(Stored data)
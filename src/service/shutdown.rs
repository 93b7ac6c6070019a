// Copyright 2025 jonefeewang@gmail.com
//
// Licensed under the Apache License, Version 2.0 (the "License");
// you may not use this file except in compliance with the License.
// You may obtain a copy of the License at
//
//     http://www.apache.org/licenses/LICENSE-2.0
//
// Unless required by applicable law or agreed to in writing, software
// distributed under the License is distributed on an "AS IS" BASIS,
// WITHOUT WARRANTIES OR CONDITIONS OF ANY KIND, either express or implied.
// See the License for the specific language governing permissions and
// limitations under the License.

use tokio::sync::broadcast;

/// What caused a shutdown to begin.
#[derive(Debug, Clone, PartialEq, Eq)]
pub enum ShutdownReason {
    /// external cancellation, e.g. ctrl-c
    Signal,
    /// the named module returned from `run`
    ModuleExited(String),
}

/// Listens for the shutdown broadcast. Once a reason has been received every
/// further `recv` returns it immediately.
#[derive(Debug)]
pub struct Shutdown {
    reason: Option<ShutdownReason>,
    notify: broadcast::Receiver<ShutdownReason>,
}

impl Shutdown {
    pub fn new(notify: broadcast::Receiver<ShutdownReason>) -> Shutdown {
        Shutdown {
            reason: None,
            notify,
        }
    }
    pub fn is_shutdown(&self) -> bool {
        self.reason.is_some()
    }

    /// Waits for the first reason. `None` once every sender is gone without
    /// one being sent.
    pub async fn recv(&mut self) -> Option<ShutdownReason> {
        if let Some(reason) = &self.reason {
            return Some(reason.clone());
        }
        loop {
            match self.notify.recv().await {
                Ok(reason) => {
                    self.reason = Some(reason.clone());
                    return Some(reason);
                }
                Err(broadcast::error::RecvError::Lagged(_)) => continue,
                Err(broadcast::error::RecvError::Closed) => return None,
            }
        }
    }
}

---

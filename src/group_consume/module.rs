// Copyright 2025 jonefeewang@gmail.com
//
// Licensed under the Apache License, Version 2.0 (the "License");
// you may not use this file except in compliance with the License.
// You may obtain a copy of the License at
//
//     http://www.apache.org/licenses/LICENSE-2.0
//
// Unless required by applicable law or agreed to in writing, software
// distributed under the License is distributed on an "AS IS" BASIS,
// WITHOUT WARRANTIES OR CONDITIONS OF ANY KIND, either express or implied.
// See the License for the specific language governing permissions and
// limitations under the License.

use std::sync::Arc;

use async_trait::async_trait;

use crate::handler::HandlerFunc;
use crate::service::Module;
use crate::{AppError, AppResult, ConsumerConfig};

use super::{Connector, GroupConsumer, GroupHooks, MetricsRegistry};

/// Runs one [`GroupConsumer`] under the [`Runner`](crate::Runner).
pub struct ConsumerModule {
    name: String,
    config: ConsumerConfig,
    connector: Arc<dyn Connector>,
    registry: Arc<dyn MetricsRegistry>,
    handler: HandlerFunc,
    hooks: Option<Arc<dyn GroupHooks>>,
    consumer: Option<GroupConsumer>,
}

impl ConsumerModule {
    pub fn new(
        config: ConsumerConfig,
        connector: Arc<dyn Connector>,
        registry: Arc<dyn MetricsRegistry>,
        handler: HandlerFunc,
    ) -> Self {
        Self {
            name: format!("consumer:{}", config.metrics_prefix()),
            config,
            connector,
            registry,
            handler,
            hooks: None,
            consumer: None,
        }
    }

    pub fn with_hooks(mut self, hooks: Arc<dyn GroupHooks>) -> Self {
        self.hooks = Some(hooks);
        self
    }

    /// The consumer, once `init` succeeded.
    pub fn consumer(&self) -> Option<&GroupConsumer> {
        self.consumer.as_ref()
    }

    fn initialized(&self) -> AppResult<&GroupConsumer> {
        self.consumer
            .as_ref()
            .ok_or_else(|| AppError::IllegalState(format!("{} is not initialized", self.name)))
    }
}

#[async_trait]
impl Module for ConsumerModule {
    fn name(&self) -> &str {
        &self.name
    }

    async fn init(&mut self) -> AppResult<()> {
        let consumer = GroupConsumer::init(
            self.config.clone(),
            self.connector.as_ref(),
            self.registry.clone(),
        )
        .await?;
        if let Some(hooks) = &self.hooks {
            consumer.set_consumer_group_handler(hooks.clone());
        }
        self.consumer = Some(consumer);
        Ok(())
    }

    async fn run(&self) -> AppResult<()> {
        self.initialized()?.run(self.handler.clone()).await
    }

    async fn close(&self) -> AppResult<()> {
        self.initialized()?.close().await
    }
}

**To do**
Determine the number of lines in these entries that contain the word "notify", and write only that number.

**Exercise output**
4